Things have shifted back online following the player break at ESL Pro League Season 14, and the results have already been interesting to watch unfold, with Astralis and G2’s stunning failures to make it out of the group stage.
Bringing the pedigree
Both these orgs dominated the storylines and viewership numbers during their group stages, and bring with them a level of pedigree unmatched by any side they came up against; Astralis are four-time Major winners and the most decorated org in CS history, and G2 are currently ranked 3rd in the HLTV world rankings and have finished the last two LAN events as runner’s up.
To see both of them dumped out with just two series wins between them is therefore a shocking sight. The big question the community is now asking is: ‘how’?
IEM Cologne felt like the event the CS:GO world badly needed, energizing the scene in the environment every budding pro dreams of playing on. And after a year and a half of having to play on an online format, there was a palpable feeling of teams digging deeper in every series, desperate to stay alive for as long as possible.
And for the established orgs like Astralis and G2, a slight drop in motivation perhaps should have been expected for the first tournament back after tasting the LAN environment again. However, even in the online era, even the smallest, most subconscious of drops in concentration can result in a flurry of rounds snowballing away from even the most prestigious of orgs.

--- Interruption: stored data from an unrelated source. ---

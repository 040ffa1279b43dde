//! Diagnostic logging.
//!
//! Events go to standard error so they never interleave with command output. The level
//! is controlled by `RUST_LOG` and defaults to `warn`:
//! - `RUST_LOG=debug` - every dispatched command, spawn and history recall
//! - `RUST_LOG=trace` - also history evictions

use tracing_subscriber::{EnvFilter, fmt, layer::SubscriberExt, util::SubscriberInitExt};

/// Install the global subscriber. Calling it twice is harmless.
pub fn init_logging() {
    let env_filter = EnvFilter::try_from_default_env().unwrap_or_else(|_| EnvFilter::new("warn"));

    let stderr_layer = fmt::layer()
        .with_writer(std::io::stderr)
        .with_ansi(false)
        .with_target(true);

    if tracing_subscriber::registry()
        .with(env_filter)
        .with(stderr_layer)
        .try_init()
        .is_err()
    {
        tracing::debug!("logging already initialised");
    }
}
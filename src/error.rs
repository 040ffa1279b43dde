use thiserror::Error;

/// Errors the shell reports to the user before carrying on with the next prompt.
///
/// The `Display` text of each variant is exactly what gets printed.
#[derive(Debug, Error)]
pub enum ShellError {
    /// `!n` named an index past the end of history, or `n` was not a number.
    #[error("Command not in history.")]
    RecallOutOfRange,

    /// `fork` failed; no child exists and no pid is recorded.
    #[error("Error forking a new process.")]
    Spawn(#[source] nix::Error),

    /// `waitpid` on the child failed.
    #[error("Error waiting for process {pid}: {source}")]
    Wait {
        pid: i32,
        #[source]
        source: nix::Error,
    },

    /// An argument cannot be handed to `execvp`.
    #[error("{name}: invalid argument (contains a NUL byte)")]
    InvalidArgument { name: String },
}
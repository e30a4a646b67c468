//! Background index construction with supersession.
//!
//! One worker thread per builder. Every rebuild request bumps a generation counter; the
//! worker always jumps to the newest queued request and abandons a build as soon as it
//! notices a newer generation. Publication is a pointer swap of an immutable [`Snapshot`]
//! guarded by the generation check, so a superseded build can never publish.

use std::collections::HashMap;
use std::sync::Arc;
use std::sync::atomic::{AtomicU64, Ordering};
use std::sync::mpsc::{self, Receiver, Sender};
use std::thread::{self, JoinHandle};
use std::time::{Duration, Instant};

use parking_lot::{Condvar, Mutex};
use rayon::prelude::*;
use serde::Serialize;
use tracing::{debug, info, warn};

use super::index::{DocumentText, SearchIndex, Segment};
use crate::error::Result;
use crate::models::Source;
use crate::store::NormalizedStore;

#[derive(Debug, Clone, Copy, PartialEq, Eq, Serialize)]
#[serde(rename_all = "lowercase")]
pub enum IndexState {
    /// No build has been requested yet.
    Empty,
    Building,
    Ready,
}

/// Immutable view handed to queries.
#[derive(Debug, Clone)]
pub struct Snapshot {
    pub generation: u64,
    pub state: IndexState,
    pub index: SearchIndex,
}

impl Snapshot {
    fn empty() -> Self {
        Self { generation: 0, state: IndexState::Empty, index: SearchIndex::default() }
    }
}

#[derive(Debug)]
struct BuildRequest {
    generation: u64,
    sources: Vec<Source>,
}

#[derive(Debug)]
struct Shared {
    generation: AtomicU64,
    published: Mutex<Arc<Snapshot>>,
    ready: Condvar,
}

impl Shared {
    fn is_current(&self, generation: u64) -> bool {
        self.generation.load(Ordering::SeqCst) == generation
    }

    /// Swaps in `snapshot` unless a newer request arrived. Returns whether it was published.
    fn publish(&self, snapshot: Snapshot) -> bool {
        let mut published = self.published.lock();
        if !self.is_current(snapshot.generation) {
            return false;
        }
        let ready = snapshot.state == IndexState::Ready;
        *published = Arc::new(snapshot);
        if ready {
            self.ready.notify_all();
        }
        true
    }
}

#[derive(Debug)]
pub struct IndexBuilder {
    shared: Arc<Shared>,
    sender: Option<Sender<BuildRequest>>,
    worker: Option<JoinHandle<()>>,
}

impl IndexBuilder {
    pub fn new(store: Arc<NormalizedStore>) -> Result<Self> {
        let shared = Arc::new(Shared {
            generation: AtomicU64::new(0),
            published: Mutex::new(Arc::new(Snapshot::empty())),
            ready: Condvar::new(),
        });
        let (sender, receiver) = mpsc::channel();
        let worker_shared = Arc::clone(&shared);
        let worker = thread::Builder::new()
            .name("index-builder".to_string())
            .spawn(move || run_worker(&worker_shared, &store, &receiver))?;
        Ok(Self { shared, sender: Some(sender), worker: Some(worker) })
    }

    /// Starts a rebuild over `sources`, superseding any build in flight. Disabled sources
    /// are left out. Returns the new generation.
    pub fn request_rebuild(&self, sources: Vec<Source>) -> u64 {
        let sources: Vec<Source> = sources.into_iter().filter(|s| s.enabled).collect();
        let generation = {
            let mut published = self.shared.published.lock();
            let generation = self.shared.generation.fetch_add(1, Ordering::SeqCst) + 1;
            *published = Arc::new(Snapshot {
                generation,
                state: IndexState::Building,
                index: SearchIndex::default(),
            });
            generation
        };
        info!(generation, sources = sources.len(), "index rebuild requested");
        if let Some(sender) = &self.sender
            && sender.send(BuildRequest { generation, sources }).is_err()
        {
            warn!(generation, "index worker is gone, rebuild dropped");
        }
        generation
    }

    /// Current published snapshot. Never blocks on a build.
    pub fn snapshot(&self) -> Arc<Snapshot> {
        Arc::clone(&self.shared.published.lock())
    }

    pub fn state(&self) -> IndexState {
        self.snapshot().state
    }

    /// Blocks until the newest requested build is published, or `timeout` elapses.
    pub fn wait_until_ready(&self, timeout: Duration) -> bool {
        let deadline = Instant::now() + timeout;
        let mut published = self.shared.published.lock();
        loop {
            if published.state == IndexState::Ready && self.shared.is_current(published.generation) {
                return true;
            }
            if published.state == IndexState::Empty {
                return false;
            }
            if self.shared.ready.wait_until(&mut published, deadline).timed_out() {
                return published.state == IndexState::Ready
                    && self.shared.is_current(published.generation);
            }
        }
    }
}

impl Drop for IndexBuilder {
    fn drop(&mut self) {
        // Cancels the build in flight
        self.shared.generation.fetch_add(1, Ordering::SeqCst);
        self.sender.take();
        if let Some(worker) = self.worker.take()
            && worker.join().is_err()
        {
            warn!("index worker panicked");
        }
    }
}

fn run_worker(shared: &Shared, store: &NormalizedStore, receiver: &Receiver<BuildRequest>) {
    let mut segments: HashMap<String, Arc<Segment>> = HashMap::new();
    while let Ok(mut request) = receiver.recv() {
        // Only the newest queued request matters
        while let Ok(newer) = receiver.try_recv() {
            request = newer;
        }
        if !shared.is_current(request.generation) {
            continue;
        }
        build(shared, store, &request, &mut segments);
    }
    debug!("index worker stopped");
}

fn build(
    shared: &Shared,
    store: &NormalizedStore,
    request: &BuildRequest,
    cache: &mut HashMap<String, Arc<Segment>>,
) {
    let started = Instant::now();
    let mut built: Vec<Arc<Segment>> = Vec::with_capacity(request.sources.len());
    for source in &request.sources {
        if !shared.is_current(request.generation) {
            debug!(generation = request.generation, "build superseded");
            return;
        }
        match source_segment(store, source, cache.get(&source.id)) {
            Ok(segment) => {
                cache.insert(source.id.clone(), Arc::clone(&segment));
                built.push(segment);
            }
            Err(e) => warn!(source = %source.id, error = %e, "source left out of the index"),
        }
        shared.publish(Snapshot {
            generation: request.generation,
            state: IndexState::Building,
            index: SearchIndex::new(built.clone()),
        });
    }

    cache.retain(|id, _| request.sources.iter().any(|s| &s.id == id));
    let docs: usize = built.iter().map(|s| s.len()).sum();
    let published = shared.publish(Snapshot {
        generation: request.generation,
        state: IndexState::Ready,
        index: SearchIndex::new(built),
    });
    if published {
        info!(
            generation = request.generation,
            docs,
            elapsed_ms = started.elapsed().as_millis() as u64,
            "index published"
        );
    } else {
        debug!(generation = request.generation, "build superseded before publish");
    }
}

/// Builds the segment for one source, reusing `cached` when its files did not move.
fn source_segment(
    store: &NormalizedStore,
    source: &Source,
    cached: Option<&Arc<Segment>>,
) -> Result<Arc<Segment>> {
    let outcome = store.list(&source.id)?;
    if let Some(cached) = cached
        && cached.fingerprint == outcome.fingerprint
    {
        debug!(source = %source.id, "reusing index segment");
        return Ok(Arc::clone(cached));
    }

    let summaries: Vec<_> = outcome.listing.summaries().collect();
    let documents: Vec<DocumentText> = summaries
        .par_iter()
        .filter_map(|summary| match store.hydrate(&source.id, &summary.category, &summary.id) {
            Ok(conversation) if conversation.messages.is_empty() => None,
            Ok(conversation) => Some(DocumentText {
                category: summary.category.clone(),
                id: summary.id.clone(),
                title: conversation.title.clone(),
                body: conversation.search_body(),
                updated_at: summary.updated_at,
            }),
            Err(e) => {
                warn!(source = %source.id, id = %summary.id, error = %e, "conversation left out of the index");
                None
            }
        })
        .collect();
    Ok(Arc::new(Segment::build(&source.id, outcome.fingerprint, documents)))
}
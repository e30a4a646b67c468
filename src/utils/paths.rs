use std::borrow::Cow;
use std::env;
use std::fs::File;
use std::path::{Component, Path, PathBuf};

use percent_encoding::{AsciiSet, CONTROLS, utf8_percent_encode};

use crate::error::{ArchiveError, Result};

// Characters percent-encoded inside attachment link query values
const QUERY_ENCODE_SET: &AsciiSet = &CONTROLS
    .add(b' ')
    .add(b'"')
    .add(b'#')
    .add(b'%')
    .add(b'&')
    .add(b'+')
    .add(b'<')
    .add(b'>')
    .add(b'`')
    .add(b'?')
    .add(b'{')
    .add(b'}')
    .add(b'(')
    .add(b')')
    .add(b'[')
    .add(b']')
    .add(b'=');

/// Builds the retrieval link for a file inside a source root.
///
/// # Examples
///
/// ```
/// use chat_archive::utils::attachment_url;
///
/// assert_eq!(
///     attachment_url("gemini", "Takeout/My Activity/cat 1.png"),
///     "/api/file?source=gemini&path=Takeout/My%20Activity/cat%201.png"
/// );
/// ```
pub fn attachment_url(source_id: &str, relative_path: &str) -> String {
    format!(
        "/api/file?source={}&path={}",
        utf8_percent_encode(source_id, QUERY_ENCODE_SET),
        utf8_percent_encode(relative_path, QUERY_ENCODE_SET)
    )
}

/// Resolves `relative` against `root`, refusing anything that lands outside the root.
///
/// Lexical checks reject absolute paths and `..` components; the canonicalized result must
/// also stay under the canonical root so symlinks cannot escape.
///
/// # Errors
///
/// Returns [`ArchiveError::PathSecurity`] for escaping paths and [`ArchiveError::NotFound`]
/// when the target does not exist.
pub fn resolve_within_root(root: &Path, relative: &str) -> Result<PathBuf> {
    let candidate = Path::new(relative);
    if relative.trim().is_empty() {
        return Err(ArchiveError::PathSecurity("empty path".to_string()));
    }
    for component in candidate.components() {
        match component {
            Component::Normal(_) | Component::CurDir => {}
            Component::ParentDir => {
                return Err(ArchiveError::PathSecurity(format!(
                    "path contains '..' component: {}",
                    relative
                )));
            }
            Component::RootDir | Component::Prefix(_) => {
                return Err(ArchiveError::PathSecurity(format!(
                    "path must be relative: {}",
                    relative
                )));
            }
        }
    }

    let canonical_root = root.canonicalize().map_err(|e| {
        ArchiveError::config(format!("source root {} is unreachable: {}", root.display(), e))
    })?;
    let joined = canonical_root.join(candidate);
    let resolved = match joined.canonicalize() {
        Ok(path) => path,
        Err(_) => return Err(ArchiveError::NotFound(format!("file {}", relative))),
    };
    if !resolved.starts_with(&canonical_root) {
        return Err(ArchiveError::PathSecurity(format!("path resolves outside root: {}", relative)));
    }
    Ok(resolved)
}

/// Relative path of `path` under `root` with `/` separators.
pub fn relative_slash_path(root: &Path, path: &Path) -> Option<String> {
    let relative = path.strip_prefix(root).ok()?;
    let parts: Vec<Cow<'_, str>> = relative
        .components()
        .filter_map(|c| match c {
            Component::Normal(part) => Some(part.to_string_lossy()),
            _ => None,
        })
        .collect();
    Some(parts.join("/"))
}

/// Validates that a file's size is within `max_bytes`
///
/// Takes an open file handle to avoid TOCTOU (time-of-check-time-of-use)
/// races between the size check and the read that follows.
///
/// # Errors
///
/// Returns an error if the metadata cannot be read or the file is larger than `max_bytes`.
pub fn validate_file_size(file: &File, path: &Path, max_bytes: u64) -> Result<()> {
    let file_size = file.metadata()?.len();
    if file_size > max_bytes {
        return Err(ArchiveError::format(
            path,
            format!("file too large ({} bytes, max {} bytes)", file_size, max_bytes),
        ));
    }
    Ok(())
}

/// Formats a path with ~ substitution for the home directory
///
/// # Examples
///
/// ```no_run
/// use std::path::PathBuf;
/// use chat_archive::utils::format_path_with_tilde;
///
/// let path = PathBuf::from("/Users/alice/exports");
/// // Returns "~/exports" if HOME=/Users/alice
/// let formatted = format_path_with_tilde(&path);
/// ```
pub fn format_path_with_tilde(path: &Path) -> String {
    format_path_with_tilde_internal(path, None)
}

pub(crate) fn format_path_with_tilde_internal(path: &Path, home_override: Option<&str>) -> String {
    let home_from_env = env::var("HOME").ok();
    let home = home_override.or(home_from_env.as_deref());

    let path_str = path.to_string_lossy();
    if let Some(home) = home
        && !home.is_empty()
        && path_str.starts_with(home)
    {
        return path_str.replacen(home, "~", 1);
    }

    match path_str {
        Cow::Borrowed(s) => s.to_string(),
        Cow::Owned(s) => s,
    }
}
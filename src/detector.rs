//! Source detection: classify an export directory by its marker files.
//!
//! Checks run in a fixed priority order and only stat the filesystem:
//!
//! 1. `conversations.json` at the root: aggregate export ([`Vendor::Claude`])
//! 2. a Takeout `Gemini Apps` activity page ([`Vendor::Gemini`])
//! 3. anything else: one file per conversation ([`Vendor::Chatgpt`])
//!
//! A directory matching several checks takes the first match. Only a missing or
//! non-directory root is unrecognized.

use std::fs;
use std::path::{Path, PathBuf};

use tracing::debug;
use walkdir::WalkDir;

use crate::models::Vendor;

pub const AGGREGATE_FILE: &str = "conversations.json";
pub const PROJECTS_FILE: &str = "projects.json";
pub const MEMORIES_FILE: &str = "memories.json";

const GEMINI_DIR: &str = "Gemini Apps";
const ACTIVITY_NAMES: &[&str] = &["MyActivity.html", "我的活动记录.html"];
const ACTIVITY_PARENTS: &[&[&str]] = &[
    &["Takeout", "My Activity", GEMINI_DIR],
    &["Takeout", "Access Log Activity", "My Activity", GEMINI_DIR],
    &["Takeout", "我的活动", GEMINI_DIR],
];
const TAKEOUT_SEARCH_DEPTH: usize = 4;

/// Classifies `root`. `None` means unrecognized.
pub fn detect(root: &Path) -> Option<Vendor> {
    if !root.is_dir() {
        debug!(root = %root.display(), "source root is not a directory");
        return None;
    }
    let vendor = if root.join(AGGREGATE_FILE).is_file() {
        Vendor::Claude
    } else if find_activity_file(root).is_some() {
        Vendor::Gemini
    } else {
        Vendor::Chatgpt
    };
    debug!(root = %root.display(), vendor = %vendor, "detected source layout");
    Some(vendor)
}

/// Locates the activity page of a Takeout export: canonical locations first, then any
/// HTML page inside a `Gemini Apps` directory under `Takeout/`.
pub fn find_activity_file(root: &Path) -> Option<PathBuf> {
    for parents in ACTIVITY_PARENTS {
        let dir = parents.iter().fold(root.to_path_buf(), |acc, part| acc.join(part));
        for name in ACTIVITY_NAMES {
            let candidate = dir.join(name);
            if candidate.is_file() {
                return Some(candidate);
            }
        }
    }

    let takeout = root.join("Takeout");
    if !takeout.is_dir() {
        return None;
    }
    let mut hits: Vec<PathBuf> = WalkDir::new(&takeout)
        .max_depth(TAKEOUT_SEARCH_DEPTH)
        .follow_links(false)
        .into_iter()
        .filter_map(|e| e.ok())
        .filter(|e| e.file_type().is_dir() && e.file_name().eq_ignore_ascii_case(GEMINI_DIR))
        .flat_map(|dir| html_files(dir.path()))
        .collect();
    hits.sort_by_key(|p| {
        let name = p.file_name().map(|n| n.to_string_lossy().to_lowercase()).unwrap_or_default();
        let preferred = ACTIVITY_NAMES.iter().any(|n| n.to_lowercase() == name);
        (!preferred, p.clone())
    });
    hits.into_iter().next()
}

fn html_files(dir: &Path) -> Vec<PathBuf> {
    let Ok(entries) = fs::read_dir(dir) else {
        return Vec::new();
    };
    entries
        .filter_map(|e| e.ok())
        .map(|e| e.path())
        .filter(|p| {
            p.is_file()
                && p.extension().is_some_and(|ext| ext.eq_ignore_ascii_case("html"))
        })
        .collect()
}
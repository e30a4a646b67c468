//! Command-line surface over [`ArchiveService`](crate::service::ArchiveService).

pub mod commands;

pub use commands::{Cli, Commands, SourcesCommand, run};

For G2 especially, that LAN hangover seemed to be hitting the team hard at Pro League. Unlike other teams in their group such as OG or Complexity, G2 weren’t boot camping together for the event, which only seemed to add to the snowballing effect and saw map and map swept away from the team.
A 0-5 record seems scarcely believable for an org with the talent and success as G2, but simply watching a handful of rounds during their EPL Season 14 campaign will show anyone just how isolated, demoralized, and lost the team looked.
Breaks and preparation
Preparation and morale heading into any sporting competition can both play crucial roles in determining how an athlete or team performs, often setting the tone for the campaign ahead. For Astralis heading into EPL Season 14, their pre-tournament preparations consisted of dealing with speculation over both head coach Danny “zonic” Sørensen and clutch master Andreas “Xyp9x” Højsleth, two of the org’s most experienced and successful components over the years.
Throughout the tournament, zonic was present coaching the team, however, it was announced that Xyp9x, despite being an ever-present at IEM Cologne where Astralis did well to secure a 3rd-4th finish, would be absent during Pro League to be replaced by Philip “Lucky” Ewald. The rotation was just the latest chapter in a long run of structural issues with Astralis throughout the online era and highlighted the cracks the Danes had attempted to paint over during their run together at Cologne.